Course: Calculus 1A: Differentiation
Length: 13 weeks,6-10 hrs/wk
Instructor: David Jerison, Jen French, Stephen Wang
Quote:How does the final velocity on a zip line change when the starting point is raised or lowered by a matter of centimeters? What is the accuracy of a GPS position measurement? How fast should an airplane travel to minimize fuel consumption? The answers to all of these questions involve the derivative.
I’ve taken three different calculus moocs in the past few years, and they’re all terrific in their own way. This was my second time through this one; I didn’t pass last time so I wanted to try again.
What I particularly like about the MIT courses is how they set up each topic with a series of lead-in questions. By the time you get to the actual instruction video, you’ve already seen a lot of what goes into the process, so it’s a natural extension of what they keep calling “intuition”. I’m not sure I’d call it that; I don’t think I have that much intuition about math, certainly not about calculus. There’s probably a sophisticated pedagogical term for this. Whatever it is, it helps. And yes, I managed a solid passing score this time.
It also helps that the two most frequently heard (if rarely seen) instructors, Jen and Steve, have a speaking style I like: calm, just the right speed, and with enough personality to forestall the “audio textbook” aura so many moocs have. I got to know Jen a little on the forums last time, and was very impressed with her patience and willingness to help us through questions. This time, the forums were primarily handled by a different instructor, Hanson, who was equally great to work with. Good people + good material = great class (some math is easy).
Though it’s 12 weeks long, this is only the first part of a series of three moocs designed to prep high schoolers for the AP Calculus exam. Integration starts in November, and Series/Sequences in the Spring.
The course starts with Week 0, a sort of optional orientation/prep week. No grades are recorded.
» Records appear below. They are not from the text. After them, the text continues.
// SPDX-License-Identifier: AGPL-3.0-or-later
//
// Copyright (C) 2026 Relational Network

//! Password accounts and the caller's own profile.
//!
//! bcrypt runs on the blocking pool so a login does not stall the runtime.

use axum::{extract::State, http::StatusCode, Form, Json};
use tracing::{debug, info};

use crate::auth::{Auth, CredentialStore};
use crate::avatars::is_supported_content_type;
use crate::error::ApiError;
use crate::models::{
    AvatarUploadRequest, AvatarUploadResponse, PasswordLoginForm, ProfileUpdate, RegisterRequest,
    TokenResponse, UserPublic,
};
use crate::state::AppState;
use crate::storage::{StorageError, User, UserRepository};

async fn hash_password(credentials: CredentialStore, password: String) -> Result<String, ApiError> {
    tokio::task::spawn_blocking(move || credentials.hash(&password))
        .await
        .map_err(ApiError::internal)?
        .map_err(ApiError::from)
}

async fn verify_password(
    credentials: CredentialStore,
    password: String,
    hash: Option<String>,
) -> Result<bool, ApiError> {
    tokio::task::spawn_blocking(move || credentials.verify_or_decoy(&password, hash.as_deref()))
        .await
        .map_err(ApiError::internal)
}

/// Register a password account.
#[utoipa::path(
    post,
    path = "/auth/register",
    tag = "Auth",
    request_body = RegisterRequest,
    responses(
        (status = 201, description = "Account created", body = UserPublic),
        (status = 400, description = "Invalid email or password"),
        (status = 409, description = "Email already registered")
    )
)]
pub async fn register(
    State(state): State<AppState>,
    Json(payload): Json<RegisterRequest>,
) -> Result<(StatusCode, Json<UserPublic>), ApiError> {
    let email = payload.email.trim().to_string();
    if email.is_empty() || !email.contains('@') {
        return Err(ApiError::bad_request("A valid email address is required"));
    }
    if payload.password.is_empty() {
        return Err(ApiError::bad_request("Password is required"));
    }

    if state.db.find_by_email(&email)?.is_some() {
        return Err(ApiError::duplicate_account());
    }

    let password_hash = hash_password(state.credentials, payload.password).await?;
    let full_name = payload
        .full_name
        .map(|name| name.trim().to_string())
        .filter(|name| !name.is_empty());
    let user = User::with_password(email, full_name, password_hash);

    match state.db.insert(&user) {
        Ok(()) => {}
        Err(StorageError::AlreadyExists(_)) => return Err(ApiError::duplicate_account()),
        Err(e) => return Err(e.into()),
    }

    info!(user_id = %user.id, "User registered");
    Ok((StatusCode::CREATED, Json(user.into())))
}

/// Exchange email and password for a bearer token (OAuth2 password form).
#[utoipa::path(
    post,
    path = "/auth/token",
    tag = "Auth",
    request_body(content = PasswordLoginForm, content_type = "application/x-www-form-urlencoded"),
    responses(
        (status = 200, description = "Token issued", body = TokenResponse),
        (status = 401, description = "Invalid credentials")
    )
)]
pub async fn login(
    State(state): State<AppState>,
    Form(form): Form<PasswordLoginForm>,
) -> Result<Json<TokenResponse>, ApiError> {
    let user = state.db.find_by_email(&form.username)?;
    let hash = user.as_ref().and_then(|u| u.password_hash.clone());

    // Unknown and password-less accounts still pay for one bcrypt check
    let matched = verify_password(state.credentials, form.password, hash).await?;
    let Some(user) = user.filter(|_| matched) else {
        debug!("Password login rejected");
        return Err(ApiError::invalid_credentials());
    };

    let token = state.issuer.issue(&user.id.to_string(), Some(&user.email))?;
    info!(user_id = %user.id, "Password login");
    Ok(Json(TokenResponse::bearer(token)))
}

async fn load_user(state: &AppState, user_id: uuid::Uuid) -> Result<User, ApiError> {
    state
        .db
        .get(user_id)?
        .ok_or_else(|| ApiError::not_found("User not found"))
}

fn user_write_error(err: StorageError) -> ApiError {
    match err {
        StorageError::NotFound(_) => ApiError::not_found("User not found"),
        other => other.into(),
    }
}

/// Get the caller's account.
#[utoipa::path(
    get,
    path = "/auth/me",
    tag = "Auth",
    security(("bearer" = [])),
    responses(
        (status = 200, description = "Current user", body = UserPublic),
        (status = 401, description = "Invalid token"),
        (status = 404, description = "User no longer exists")
    )
)]
pub async fn get_me(
    Auth(caller): Auth,
    State(state): State<AppState>,
) -> Result<Json<UserPublic>, ApiError> {
    let user = load_user(&state, caller.user_id).await?;
    Ok(Json(user.into()))
}

/// Merge profile fields into the caller's account.
#[utoipa::path(
    patch,
    path = "/auth/me",
    tag = "Auth",
    security(("bearer" = [])),
    request_body = ProfileUpdate,
    responses(
        (status = 200, description = "Updated user", body = UserPublic),
        (status = 401, description = "Invalid token"),
        (status = 404, description = "User no longer exists")
    )
)]
pub async fn update_me(
    Auth(caller): Auth,
    State(state): State<AppState>,
    Json(update): Json<ProfileUpdate>,
) -> Result<Json<UserPublic>, ApiError> {
    let user = state
        .db
        .update_with(caller.user_id, &mut |user: &mut User| update.clone().apply_to(user))
        .map_err(user_write_error)?;
    debug!(user_id = %user.id, "Profile updated");
    Ok(Json(user.into()))
}

/// Reserve an avatar upload slot and point the profile at it.
#[utoipa::path(
    post,
    path = "/auth/me/avatar",
    tag = "Auth",
    security(("bearer" = [])),
    request_body = AvatarUploadRequest,
    responses(
        (status = 200, description = "Presigned upload", body = AvatarUploadResponse),
        (status = 400, description = "Unsupported image type"),
        (status = 401, description = "Invalid token"),
        (status = 503, description = "Avatar storage not configured")
    )
)]
pub async fn avatar_upload(
    Auth(caller): Auth,
    State(state): State<AppState>,
    Json(request): Json<AvatarUploadRequest>,
) -> Result<Json<AvatarUploadResponse>, ApiError> {
    let Some(avatars) = state.avatars.clone() else {
        return Err(ApiError::service_unavailable("Avatar storage not configured"));
    };
    if !is_supported_content_type(&request.content_type) {
        return Err(ApiError::bad_request("Unsupported image type"));
    }

    let user = load_user(&state, caller.user_id).await?;
    let upload = avatars
        .presign_upload(user.id, request.content_type.trim())
        .await
        .map_err(|e| {
            tracing::warn!(error = %e, "Avatar presign failed");
            ApiError::bad_gateway("Avatar storage unavailable")
        })?;

    let public_url = upload.public_url.clone();
    state
        .db
        .update_with(user.id, &mut |user: &mut User| {
            user.profile.avatar_url = Some(public_url.clone());
        })
        .map_err(user_write_error)?;

    Ok(Json(AvatarUploadResponse {
        upload_url: upload.upload_url,
        avatar_url: upload.public_url,
        expires_in: upload.expires_in,
    }))
}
There’s a set of prereq exams to gauge readiness, and a unit on limits for anyone who wants to get back into gear, as well as the opportunity for new users to get used to the platform.
The four content units are released every three weeks, a nice compromise between self-paced and scheduled; a missed week isn’t a catastrophe (and every deadline ended up extended anyway). Lots of questions and practice exercises are scattered in with the videos, and each unit has a final quiz with a part A – “nuts and bolts”, they call it – and part B, more application oriented. The timed final exam had a 48 hour window, which is a lot less stressful than requiring it all be done in one sitting. Each of these elements has a different impact on the ultimate grade.
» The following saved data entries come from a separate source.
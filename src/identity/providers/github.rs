// SPDX-License-Identifier: AGPL-3.0-or-later
//
// Copyright (C) 2026 Relational Network

//! GitHub sign-in.
//!
//! `/user` only lists an email when the user made one public. Otherwise
//! `/user/emails` is consulted: the primary address wins, else the first one
//! listed.

use async_trait::async_trait;
use serde::Deserialize;

use super::{
    string_field, AuthorizationRequest, OAuthClient, OAuthProvider, ProviderEndpoints,
    ProviderError, ProviderProfile,
};
use crate::config::ProviderSettings;

const AUTH_URL: &str = "https://github.com/login/oauth/authorize";
const TOKEN_URL: &str = "https://github.com/login/oauth/access_token";
const USER_URL: &str = "https://api.github.com/user";
const USER_EMAILS_URL: &str = "https://api.github.com/user/emails";

/// Entry of `/user/emails`.
#[derive(Debug, Deserialize)]
pub(crate) struct GitHubEmail {
    email: String,
    #[serde(default)]
    primary: bool,
}

pub struct GitHubProvider {
    client: OAuthClient,
}

impl GitHubProvider {
    pub fn new(settings: &ProviderSettings, user_agent: &str) -> Result<Self, ProviderError> {
        let client = OAuthClient::new(
            settings,
            ProviderEndpoints {
                auth_url: AUTH_URL,
                token_url: TOKEN_URL,
                scopes: &["read:user", "user:email"],
            },
            user_agent,
        )?;
        Ok(Self { client })
    }
}

#[async_trait]
impl OAuthProvider for GitHubProvider {
    fn name(&self) -> &'static str {
        "github"
    }

    fn authorization_request(&self) -> AuthorizationRequest {
        self.client.authorization_request()
    }

    async fn exchange_code(&self, code: &str, pkce_verifier: &str) -> Result<String, ProviderError> {
        self.client.exchange_code(code, pkce_verifier).await
    }

    async fn fetch_profile(&self, access_token: &str) -> Result<ProviderProfile, ProviderError> {
        let user = self.client.get_json(USER_URL, access_token).await?;

        let fallback_email = if string_field(&user, "email").is_none() {
            let emails = self.client.get_json(USER_EMAILS_URL, access_token).await?;
            let emails: Vec<GitHubEmail> = serde_json::from_value(emails)
                .map_err(|e| ProviderError::Payload(e.to_string()))?;
            pick_email(emails)
        } else {
            None
        };

        profile_from_user(user, fallback_email)
    }
}

/// Primary address, else the first listed. Blank entries are ignored.
pub(crate) fn pick_email(emails: Vec<GitHubEmail>) -> Option<String> {
    let mut usable: Vec<GitHubEmail> = emails
        .into_iter()
        .filter(|e| !e.email.trim().is_empty())
        .collect();
    let chosen = usable.iter().position(|e| e.primary).unwrap_or(0);
    (chosen < usable.len()).then(|| usable.swap_remove(chosen).email)
}

/// Map a `/user` document onto a profile.
pub(crate) fn profile_from_user(
    user: serde_json::Value,
    fallback_email: Option<String>,
) -> Result<ProviderProfile, ProviderError> {
    let provider_account_id = match user.get("id") {
        Some(serde_json::Value::Number(id)) => id.to_string(),
        Some(serde_json::Value::String(id)) if !id.is_empty() => id.clone(),
        _ => return Err(ProviderError::Payload("user without id".to_string())),
    };

    Ok(ProviderProfile {
        provider_account_id,
        email: string_field(&user, "email").or(fallback_email),
        full_name: string_field(&user, "name").or_else(|| string_field(&user, "login")),
        avatar_url: string_field(&user, "avatar_url"),
        raw: user,
    })
}

#[cfg(test)]
mod tests {
    use super::*;
    use serde_json::json;

    fn emails(value: serde_json::Value) -> Vec<GitHubEmail> {
        serde_json::from_value(value).unwrap()
    }

    #[test]
    fn user_maps_to_profile() {
        let user = json!({
            "id": 583231,
            "login": "octocat",
            "name": "The Octocat",
            "email": "octocat@github.com",
            "avatar_url": "https://avatars.githubusercontent.com/u/583231",
        });

        let profile = profile_from_user(user.clone(), None).unwrap();
        assert_eq!(profile.provider_account_id, "583231");
        assert_eq!(profile.email.as_deref(), Some("octocat@github.com"));
        assert_eq!(profile.full_name.as_deref(), Some("The Octocat"));
        assert_eq!(
            profile.avatar_url.as_deref(),
            Some("https://avatars.githubusercontent.com/u/583231")
        );
        assert_eq!(profile.raw, user);
    }

    #[test]
    fn login_stands_in_for_missing_name() {
        let user = json!({ "id": 1, "login": "octocat", "name": null, "email": null });
        let profile = profile_from_user(user, Some("fallback@example.com".to_string())).unwrap();
        assert_eq!(profile.full_name.as_deref(), Some("octocat"));
        assert_eq!(profile.email.as_deref(), Some("fallback@example.com"));
    }

    #[test]
    fn public_email_beats_fallback() {
        let user = json!({ "id": 1, "login": "o", "email": "public@example.com" });
        let profile = profile_from_user(user, Some("other@example.com".to_string())).unwrap();
        assert_eq!(profile.email.as_deref(), Some("public@example.com"));
    }

    #[test]
    fn user_without_id_is_rejected() {
        let result = profile_from_user(json!({ "login": "o" }), None);
        assert!(matches!(result, Err(ProviderError::Payload(_))));
    }

    #[test]
    fn primary_email_is_preferred() {
        let list = emails(json!([
            { "email": "first@example.com", "primary": false, "verified": true },
            { "email": "primary@example.com", "primary": true, "verified": true },
        ]));
        assert_eq!(pick_email(list).as_deref(), Some("primary@example.com"));
    }

    #[test]
    fn first_email_when_none_primary() {
        let list = emails(json!([
            { "email": "first@example.com", "primary": false },
            { "email": "second@example.com", "primary": false },
        ]));
        assert_eq!(pick_email(list).as_deref(), Some("first@example.com"));
    }

    #[test]
    fn blank_primary_falls_back_to_first_usable() {
        let list = emails(json!([
            { "email": "  ", "primary": true },
            { "email": "", "primary": false },
            { "email": "backup@example.com", "primary": false },
        ]));
        assert_eq!(pick_email(list).as_deref(), Some("backup@example.com"));

        let only_blank = emails(json!([{ "email": " ", "primary": true }]));
        assert_eq!(pick_email(only_blank), None);
    }

    #[test]
    fn no_emails_yields_none() {
        assert_eq!(pick_email(Vec::new()), None);
    }
}
// SPDX-License-Identifier: AGPL-3.0-or-later
//
// Copyright (C) 2026 Relational Network

//! Token verification.
//!
//! [`TokenVerifier::check`] returns the precise [`TokenRejection`] for logging;
//! [`TokenVerifier::verify`] logs it and hands callers a plain present/absent
//! result. No clock skew leeway is applied.

use std::sync::Arc;

use jsonwebtoken::{decode, decode_header, Validation};
use tracing::debug;

use super::claims::TokenClaims;
use super::error::TokenRejection;
use super::keys::KeyManager;
use crate::config::TokenSettings;

#[derive(Debug, Clone)]
pub struct TokenVerifier {
    keys: Arc<KeyManager>,
    validation: Validation,
}

impl TokenVerifier {
    pub fn new(keys: Arc<KeyManager>, settings: &TokenSettings) -> Self {
        let mut validation = Validation::new(keys.algorithm());
        validation.leeway = 0;

        if let Some(ref issuer) = settings.issuer {
            validation.set_issuer(&[issuer]);
        }

        if let Some(ref audience) = settings.audience {
            validation.set_audience(&[audience]);
        } else {
            validation.validate_aud = false;
        }

        Self { keys, validation }
    }

    /// Verify signature, expiry and the configured issuer / audience.
    pub fn check(&self, token: &str) -> Result<TokenClaims, TokenRejection> {
        let header = decode_header(token)?;
        let key = self.keys.active_key();

        if let Some(kid) = key.kid {
            if header.kid.as_deref() != Some(kid) {
                return Err(TokenRejection::UnknownKey);
            }
        }

        let data = decode::<TokenClaims>(token, key.verifying, &self.validation)?;
        Ok(data.claims)
    }

    /// Verify a token, collapsing every failure into `None`.
    pub fn verify(&self, token: &str) -> Option<TokenClaims> {
        match self.check(token) {
            Ok(claims) => Some(claims),
            Err(reason) => {
                debug!(%reason, "Token rejected");
                None
            }
        }
    }
}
The material consists of introductory intuition questions, videos by Jen and Steve, and occasional in-class lectures by Dr. Jerison. He’s a lot less warm and fuzzy about it all, but I’ve come to appreciate his style. After he goes through a step, he’ll pause, move to the side, and look around the room at the in-class students. I’m not sure if he’s checking for blank WTF faces, or just to see if most of them are done writing things down (or, for that matter, just catching his breath and finding his place in his notes), but it makes a nice rhythm that helps me to keep up. In terms of filming, I greatly appreciate that he gets out of the way of the board, allowing the live camera holder to adjust angles and zoom to incorporate everything. These are silly little logistical details that have nothing to do with math, but make it so much easier to follow.
I found the course far easier this second time around. I really don’t know if that’s because it was modified, or if something sank in over the past two years. I haven’t been working on calculus at all (though I do some math every day and have taken several math moocs and science moocs involving significant math, including just a whiff of calculus) , so I’m not sure what that would’ve been. One thing I’m pretty sure they added this time are “Recitation videos” explaining individual problems in great detail. These are part of the older OCW series; I found them extremely helpful, particularly those by Christine Breiner. They’re all available on Youtube or through the OCW site.
Though I’m feeling pretty good about doing so well, I realize that by this time I should be able to do this stuff in my sleep. The next course on integration will be a real challenge, since I’ve never been that comfortable with it and it was extremely difficult last time. IIRC, It’s also a lot less hand-holdy, with a lot more reliance on the in-class lectures by Dr. Jerison. But’s what’s next, so I’d best get to it. I did some review before this section, using Khan to refresh my memory on certain points; that’s probably more important for the integration course, so I should get started. I should. I should.